Researchers Use Netflix Algorithm to Accelerate Biological Imaging

Researchers have found a way to use an algorithm that was actually created for Netflix’s 2009 movie prediction competition to carve out a method for getting classical Raman spectroscopy images of biological tissues at unparalleled speeds. This new technological advancement has the ability to make the label-free, yet simple imaging method practical enough for applications on the clinical scene. Examples of such applications include tissue analysis or tumor detection.

A research report by the Optical Society’s journal for high-impact research (a multinational group of researchers) revealed that compressive imaging; a well-known computational imaging approach can heighten the speed of imaging by reducing the amount of the needed amount of the acquired Raman Spectra data.
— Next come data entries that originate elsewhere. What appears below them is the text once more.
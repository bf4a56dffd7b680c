//! Crumb builders, one per [`PageKind`].

use chrono::Month;
use tracing::debug;

use crate::ancestors::push_ancestors;
use crate::classify::{classify, PageKind};
use crate::config::Labels;
use crate::hooks::Hooks;
use crate::host::{
    Hierarchy, Host, Id, QueryContext, Term, CATEGORY, PAGE, POST, PRODUCT, PRODUCT_CATEGORY,
};
use crate::permalink::join_url;
use crate::trail::{Trail, TrailBuilder};

/// Classifies the current page and builds its trail, including the pagination crumb.
///
/// Returns the page kind that was selected alongside the trail. The trail is empty when no
/// kind matched, including on the front page.
pub fn generate_trail<Q, H>(
    query: &Q,
    host: &H,
    hooks: &Hooks,
    labels: &Labels,
) -> (Option<PageKind>, Trail)
where
    Q: QueryContext + ?Sized,
    H: Host + ?Sized,
{
    let trail = TrailBuilder::new(hooks);

    let Some(kind) = classify(query) else {
        debug!("no page kind matched");
        return (None, trail.finish());
    };

    debug!(?kind, "classified page");

    let context = Context {
        query,
        host,
        labels,
    };

    let trail = context.build(kind, trail);
    let trail = context.paginate(trail);

    (Some(kind), trail.finish())
}

struct Context<'a, Q: ?Sized, H: ?Sized> {
    query: &'a Q,
    host: &'a H,
    labels: &'a Labels,
}

impl<'a, Q, H> Context<'a, Q, H>
where
    Q: QueryContext + ?Sized,
    H: Host + ?Sized,
{
    fn build<'h>(&self, kind: PageKind, trail: TrailBuilder<'h>) -> TrailBuilder<'h> {
        match kind {
            PageKind::PostsIndex => self.posts_index(trail),
            PageKind::NotFound => self.not_found(trail),
            PageKind::Attachment => self.attachment(trail),
            PageKind::Single => self.single(trail),
            PageKind::ProductCategory => self.product_category(trail),
            PageKind::ProductTag => self.product_tag(trail),
            PageKind::Shop => self.shop(trail),
            PageKind::Page => self.page(trail),
            PageKind::PostTypeArchive => self.post_type_archive(trail),
            PageKind::Category => self.category(trail),
            PageKind::Tag => self.tag(trail),
            PageKind::Author => self.author(trail),
            PageKind::Date => self.date(trail),
            PageKind::Taxonomy => self.taxonomy(trail),
            PageKind::Search => self.search(trail),
        }
    }

    fn page_number(&self) -> Option<u32> {
        [self.query.page_number(), self.query.product_page_number()]
            .into_iter()
            .find(|number| *number > 1)
    }

    fn is_paginated(&self) -> bool {
        self.page_number().is_some()
    }

    /// Appends a "Page N" crumb on paginated listings. It takes over the active slot.
    fn paginate<'h>(&self, trail: TrailBuilder<'h>) -> TrailBuilder<'h> {
        match self.page_number() {
            Some(number) => {
                debug!(number, "appending pagination crumb");

                trail.deactivate_last().crumb(
                    &format!("{} {number}", self.labels.page),
                    "",
                    true,
                    None,
                )
            }
            None => trail,
        }
    }

    fn queried_term(&self) -> Option<Term> {
        let id = self.query.queried_id()?;

        self.host
            .term(id)
            .map_err(|err| debug!(id, %err, "failed to resolve queried term"))
            .ok()
    }

    fn term_link(&self, term: &Term) -> String {
        self.host.term_link(term).unwrap_or_else(|err| {
            debug!(term = term.id, %err, "term has no link");
            String::new()
        })
    }

    fn permalink(&self, id: Id) -> String {
        self.host.permalink(id).unwrap_or_else(|err| {
            debug!(id, %err, "post has no link");
            String::new()
        })
    }

    /// Prepends the shop page, but only when the product permalinks are nested under it.
    fn prepend_shop_page<'h>(&self, trail: TrailBuilder<'h>) -> TrailBuilder<'h> {
        let Some(shop_page) = self.host.shop_page() else {
            return trail;
        };

        let Some(slug) = self.host.slug(shop_page) else {
            debug!(shop_page, "shop page does not exist");
            return trail;
        };

        let nested = self
            .host
            .product_base()
            .is_some_and(|base| base.contains(&format!("/{slug}")));

        if !nested || self.host.front_page() == Some(shop_page) {
            return trail;
        }

        let Some(title) = self.host.title(shop_page) else {
            debug!(shop_page, "skipping shop page without title");
            return trail;
        };

        match self.host.permalink(shop_page) {
            Ok(link) => trail.crumb(&title, link, false, Some(shop_page)),
            Err(err) => {
                debug!(shop_page, %err, "skipping shop page without link");
                trail
            }
        }
    }

    fn posts_index<'h>(&self, trail: TrailBuilder<'h>) -> TrailBuilder<'h> {
        let id = self.query.queried_id();

        match id.and_then(|id| self.host.title(id)) {
            Some(title) => trail.crumb(&title, self.host.home_url(), !self.is_paginated(), id),
            None => trail,
        }
    }

    fn not_found<'h>(&self, trail: TrailBuilder<'h>) -> TrailBuilder<'h> {
        trail.crumb(&self.labels.not_found, "", true, None)
    }

    fn attachment<'h>(&self, trail: TrailBuilder<'h>) -> TrailBuilder<'h> {
        let Some(id) = self.query.queried_id() else {
            return trail;
        };

        match self.host.title(id) {
            Some(title) => trail.crumb(&title, self.permalink(id), true, Some(id)),
            None => trail,
        }
    }

    fn single<'h>(&self, trail: TrailBuilder<'h>) -> TrailBuilder<'h> {
        let Some(id) = self.query.queried_id() else {
            return trail;
        };

        let post_type = self.query.post_type().unwrap_or_else(|| POST.to_string());

        let mut trail = match post_type.as_str() {
            PRODUCT => self.product_category_chain(id, self.prepend_shop_page(trail)),
            POST => self
                .host
                .object_terms(id, CATEGORY)
                .into_iter()
                .fold(trail, |trail, category| {
                    let link = self.term_link(&category);
                    trail.crumb(&category.name, link, false, Some(category.id))
                }),
            other => match self.host.post_type_object(other) {
                Some(object) => {
                    let link = object.archive_link.unwrap_or_default();
                    let trail = trail.crumb(&object.label, link, false, None);
                    push_ancestors(self.host, id, Hierarchy::PostType(other), trail)
                }
                None => trail,
            },
        };

        if let Some(title) = self.host.title(id) {
            trail = trail.crumb(&title, "", true, Some(id));
        }

        trail
    }

    /// The primary category of a product, preceded by its ancestors.
    fn product_category_chain<'h>(&self, id: Id, trail: TrailBuilder<'h>) -> TrailBuilder<'h> {
        let terms = self.host.object_terms(id, PRODUCT_CATEGORY);

        let Some(primary) = trail.hooks().primary_term(&terms) else {
            return trail;
        };

        let trail = push_ancestors(
            self.host,
            primary.id,
            Hierarchy::Taxonomy(&primary.taxonomy),
            trail,
        );

        let link = self.term_link(&primary);
        trail.crumb(&primary.name, link, false, Some(primary.id))
    }

    fn product_category<'h>(&self, trail: TrailBuilder<'h>) -> TrailBuilder<'h> {
        let Some(term) = self.queried_term() else {
            return trail;
        };

        let trail = self.prepend_shop_page(trail);
        let trail = push_ancestors(self.host, term.id, Hierarchy::Taxonomy(&term.taxonomy), trail);

        let link = self.term_link(&term);
        trail.crumb(&term.name, link, !self.is_paginated(), Some(term.id))
    }

    fn product_tag<'h>(&self, trail: TrailBuilder<'h>) -> TrailBuilder<'h> {
        let Some(term) = self.queried_term() else {
            return trail;
        };

        let trail = self.prepend_shop_page(trail);

        let name = format!("{}: {}", self.labels.tagged_products, term.name);
        let link = self.term_link(&term);
        trail.crumb(&name, link, !self.is_paginated(), Some(term.id))
    }

    fn shop<'h>(&self, trail: TrailBuilder<'h>) -> TrailBuilder<'h> {
        let products = self.host.post_type_object(PRODUCT);

        let name = self
            .host
            .shop_page()
            .and_then(|id| self.host.title(id))
            .filter(|title| !title.is_empty())
            .or_else(|| products.as_ref().map(|products| products.label.clone()));

        let Some(name) = name else {
            return trail;
        };

        let link = products
            .and_then(|products| products.archive_link)
            .unwrap_or_default();

        trail.crumb(&name, link, !self.is_paginated(), None)
    }

    fn page<'h>(&self, trail: TrailBuilder<'h>) -> TrailBuilder<'h> {
        let Some(id) = self.query.queried_id() else {
            return trail;
        };

        let post_type = self.query.post_type().unwrap_or_else(|| PAGE.to_string());

        let trail = if self.host.parent(id).is_some() {
            push_ancestors(self.host, id, Hierarchy::PostType(&post_type), trail)
        } else {
            trail
        };

        match self.host.title(id) {
            Some(title) => trail.crumb(&title, self.permalink(id), true, Some(id)),
            None => trail,
        }
    }

    fn post_type_archive<'h>(&self, trail: TrailBuilder<'h>) -> TrailBuilder<'h> {
        let object = self
            .query
            .post_type()
            .and_then(|post_type| self.host.post_type_object(&post_type));

        match object {
            Some(object) => trail.crumb(
                &object.label,
                object.archive_link.unwrap_or_default(),
                !self.is_paginated(),
                None,
            ),
            None => trail,
        }
    }

    fn category<'h>(&self, trail: TrailBuilder<'h>) -> TrailBuilder<'h> {
        let Some(term) = self.queried_term() else {
            return trail;
        };

        let trail = if term.parent.is_some() {
            push_ancestors(self.host, term.id, Hierarchy::Taxonomy(&term.taxonomy), trail)
        } else {
            trail
        };

        let link = self.term_link(&term);
        trail.crumb(&term.name, link, !self.is_paginated(), Some(term.id))
    }

    fn tag<'h>(&self, trail: TrailBuilder<'h>) -> TrailBuilder<'h> {
        let Some(term) = self.queried_term() else {
            return trail;
        };

        let name = format!("{}: {}", self.labels.tagged_posts, term.name);
        let link = self.term_link(&term);
        trail.crumb(&name, link, !self.is_paginated(), Some(term.id))
    }

    fn author<'h>(&self, trail: TrailBuilder<'h>) -> TrailBuilder<'h> {
        match self.query.author() {
            Some(author) => trail.crumb(
                &format!("{}: {}", self.labels.author, author.display_name),
                "",
                true,
                Some(author.id),
            ),
            None => trail,
        }
    }

    fn date<'h>(&self, mut trail: TrailBuilder<'h>) -> TrailBuilder<'h> {
        let Some(date) = self.query.archive_date() else {
            return trail;
        };

        let listing_active = !self.is_paginated();

        trail = trail.crumb(
            &date.year.to_string(),
            self.host.year_link(date.year),
            date.month.is_none() && listing_active,
            None,
        );

        let Some(month) = date.month else {
            return trail;
        };

        trail = trail.crumb(
            &month_name(month),
            self.host.month_link(date.year, month),
            date.day.is_none() && listing_active,
            None,
        );

        match date.day {
            Some(day) => trail.crumb(&format!("{day:02}"), "", true, None),
            None => trail,
        }
    }

    /// Generic taxonomy archives: the taxonomy label, the term's ancestors, then the term.
    fn taxonomy<'h>(&self, mut trail: TrailBuilder<'h>) -> TrailBuilder<'h> {
        let Some(term) = self.queried_term() else {
            return trail;
        };

        if let Some(taxonomy) = self.host.taxonomy(&term.taxonomy) {
            let link = if taxonomy.is_attribute() {
                let slug = taxonomy.rewrite_slug.as_deref().unwrap_or(&taxonomy.name);
                join_url(&self.host.home_url(), slug)
            } else {
                String::new()
            };

            trail = trail.crumb(&taxonomy.label, link, false, None);
        }

        if term.parent.is_some() {
            trail = push_ancestors(self.host, term.id, Hierarchy::Taxonomy(&term.taxonomy), trail);
        }

        let link = self.term_link(&term);
        trail.crumb(&term.name, link, !self.is_paginated(), Some(term.id))
    }

    fn search<'h>(&self, trail: TrailBuilder<'h>) -> TrailBuilder<'h> {
        let name = format!("{}: {}", self.labels.search, self.query.search_query());
        trail.crumb(&name, "", true, None)
    }
}

fn month_name(month: u32) -> String {
    u8::try_from(month)
        .ok()
        .and_then(|month| Month::try_from(month).ok())
        .map(|month| month.name().to_string())
        .unwrap_or_else(|| format!("{month:02}"))
}

#[cfg(test)]
mod tests {
    use pretty_assertions::assert_eq;

    use super::*;

    #[test]
    fn test_month_name() {
        assert_eq!(month_name(1), "January");
        assert_eq!(month_name(12), "December");
        assert_eq!(month_name(13), "13");
        assert_eq!(month_name(0), "00");
    }
}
Typically, for images that would take minutes to acquire, they only take a few tens of seconds to acquire them. Furthermore, they have revealed that future implementations would achieve speeds as fast as sub-seconds.
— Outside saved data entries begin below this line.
//! The collaborators a content-management host provides to the trail generator.
//!
//! Every lookup is synchronous and expected to be cheap. Failures are reported as
//! [`HostError`] and absorbed by the generator, never surfaced to the caller.

use serde::{Deserialize, Serialize};
use thiserror::Error;

use crate::classify::Condition;

/// The identifier of a post, page, attachment, term or author.
pub type Id = u64;

pub const POST: &str = "post";
pub const PAGE: &str = "page";
pub const PRODUCT: &str = "product";
pub const CATEGORY: &str = "category";
pub const PRODUCT_CATEGORY: &str = "product_cat";

/// Machine-name prefix of commerce attribute taxonomies.
pub const ATTRIBUTE_TAXONOMY_PREFIX: &str = "pa_";

#[derive(Error, Debug, PartialEq, Eq, Clone)]
pub enum HostError {
    #[error("{kind} {id} not found")]
    NotFound { kind: &'static str, id: Id },

    #[error("{kind} {id} has no link")]
    NoLink { kind: &'static str, id: Id },

    #[error("{0}")]
    Other(String),
}

/// A taxonomy term.
#[derive(Debug, PartialEq, Eq, Clone, Serialize, Deserialize)]
pub struct Term {
    pub id: Id,
    pub name: String,
    pub slug: String,
    pub taxonomy: String,
    pub parent: Option<Id>,
}

/// A registered taxonomy.
#[derive(Debug, PartialEq, Eq, Clone, Serialize, Deserialize)]
pub struct Taxonomy {
    pub name: String,
    pub label: String,
    pub rewrite_slug: Option<String>,
}

impl Taxonomy {
    /// Whether this is a commerce attribute taxonomy (e.g. `pa_color`).
    pub fn is_attribute(&self) -> bool {
        self.name.starts_with(ATTRIBUTE_TAXONOMY_PREFIX)
    }
}

/// A registered post type.
#[derive(Debug, PartialEq, Eq, Clone, Serialize, Deserialize)]
pub struct PostType {
    pub name: String,
    /// The plural label, used as the archive title and on single items.
    pub label: String,
    pub archive_link: Option<String>,
}

#[derive(Debug, PartialEq, Eq, Clone, Serialize, Deserialize)]
pub struct Author {
    pub id: Id,
    pub display_name: String,
}

/// The date a date archive is scoped to.
#[derive(Debug, PartialEq, Eq, Clone, Copy, Serialize, Deserialize)]
pub struct ArchiveDate {
    pub year: i32,
    pub month: Option<u32>,
    pub day: Option<u32>,
}

/// Which parent chain to walk.
#[derive(Debug, PartialEq, Eq, Clone, Copy)]
pub enum Hierarchy<'a> {
    /// A hierarchical taxonomy, by machine name.
    Taxonomy(&'a str),

    /// A hierarchical post type, by machine name.
    PostType(&'a str),
}

/// Describes the page currently being displayed.
pub trait QueryContext {
    /// Whether the current page satisfies `condition`.
    fn is(&self, condition: Condition) -> bool;

    /// The classic pagination page number. `0` and `1` mean "not paginated".
    fn page_number(&self) -> u32 {
        0
    }

    /// The product-listing page number. `0` and `1` mean "not paginated".
    fn product_page_number(&self) -> u32 {
        0
    }

    /// The post, page, attachment or term being displayed.
    fn queried_id(&self) -> Option<Id>;

    fn post_type(&self) -> Option<String>;

    fn archive_date(&self) -> Option<ArchiveDate> {
        None
    }

    fn author(&self) -> Option<Author> {
        None
    }

    fn search_query(&self) -> String {
        String::new()
    }
}

pub trait ContentProvider {
    fn home_url(&self) -> String;

    fn title(&self, id: Id) -> Option<String>;

    fn slug(&self, id: Id) -> Option<String>;

    fn permalink(&self, id: Id) -> Result<String, HostError>;

    /// The immediate parent, or `None` for top-level content.
    fn parent(&self, id: Id) -> Option<Id>;

    fn post_type_object(&self, name: &str) -> Option<PostType>;

    fn year_link(&self, year: i32) -> String;

    fn month_link(&self, year: i32, month: u32) -> String;

    /// The page configured as the static front page, if any.
    fn front_page(&self) -> Option<Id> {
        None
    }
}

pub trait TaxonomyProvider {
    fn term(&self, id: Id) -> Result<Term, HostError>;

    fn term_link(&self, term: &Term) -> Result<String, HostError>;

    fn taxonomy(&self, name: &str) -> Option<Taxonomy>;

    /// The terms of `taxonomy` assigned to `object`, parents first.
    fn object_terms(&self, object: Id, taxonomy: &str) -> Vec<Term>;
}

pub trait HierarchyProvider {
    /// The ancestors of `id`, nearest first, excluding `id` itself.
    fn ancestors(&self, id: Id, hierarchy: Hierarchy<'_>) -> Result<Vec<Id>, HostError>;
}

/// The commerce layer. Hosts without one can rely on the defaults.
pub trait ShopProvider {
    fn shop_page(&self) -> Option<Id> {
        None
    }

    /// The permalink base of single products (e.g. `/shop/%product_cat%`).
    fn product_base(&self) -> Option<String> {
        None
    }
}

/// Everything the generator needs to know about the site.
pub trait Host: ContentProvider + TaxonomyProvider + HierarchyProvider + ShopProvider {}

impl<T> Host for T where
    T: ContentProvider + TaxonomyProvider + HierarchyProvider + ShopProvider + ?Sized
{
}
Raman spectroscopy is quite preferable as it is a non-invasive technique. It doesn’t call for the preparation of samples to ascertain the chemical composition of advanced samples. Quite alright, it has revealed the potential to identify cancer cells and analyzing every tissue for disease, it usually needs image acquisition speeds that are actually too slow to get the dynamics of biological specimens. 
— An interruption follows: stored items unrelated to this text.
use tracing::debug;

use crate::host::{Hierarchy, Host, HostError, Id};
use crate::trail::TrailBuilder;

/// Appends the ancestors of `id`, root first, as non-active crumbs.
///
/// `id` itself is never appended. An ancestor whose name or link can't be resolved is skipped
/// and the rest of the chain is still appended.
pub fn push_ancestors<'h, H>(
    host: &H,
    id: Id,
    hierarchy: Hierarchy<'_>,
    mut trail: TrailBuilder<'h>,
) -> TrailBuilder<'h>
where
    H: Host + ?Sized,
{
    let ancestors = match host.ancestors(id, hierarchy) {
        Ok(ancestors) => ancestors,
        Err(err) => {
            debug!(id, ?hierarchy, %err, "failed to resolve ancestors");
            return trail;
        }
    };

    for ancestor in ancestors.into_iter().rev() {
        let resolved = match hierarchy {
            Hierarchy::Taxonomy(_) => host
                .term(ancestor)
                .and_then(|term| Ok((host.term_link(&term)?, term.name))),
            Hierarchy::PostType(_) => host
                .title(ancestor)
                .ok_or(HostError::NotFound {
                    kind: "post title",
                    id: ancestor,
                })
                .and_then(|title| Ok((host.permalink(ancestor)?, title))),
        };

        match resolved {
            Ok((link, name)) => trail = trail.crumb(&name, link, false, Some(ancestor)),
            Err(err) => debug!(id, ancestor, %err, "skipping unresolvable ancestor"),
        }
    }

    trail
}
Although the algorithm did not win the competition and the Netflix $1 million prize that accrued to the winner, it is amazing that it can get to solve other problems in the real world. In this case, the algorithm was transferred into one that can provide a solution for biological imaging; helping in the process of achieving better biological imaging.   In the words of the leader of the research team, Hilton de Aguiar, “Although compressive Raman approaches have been reported previously, they couldn’t be used with biological tissues because of their chemical complexity. We combined compressive imaging with fast compute algorithms that provide the kind of images clinicians use to diagnose patients, but rapidly and without laborious manual post-processing.”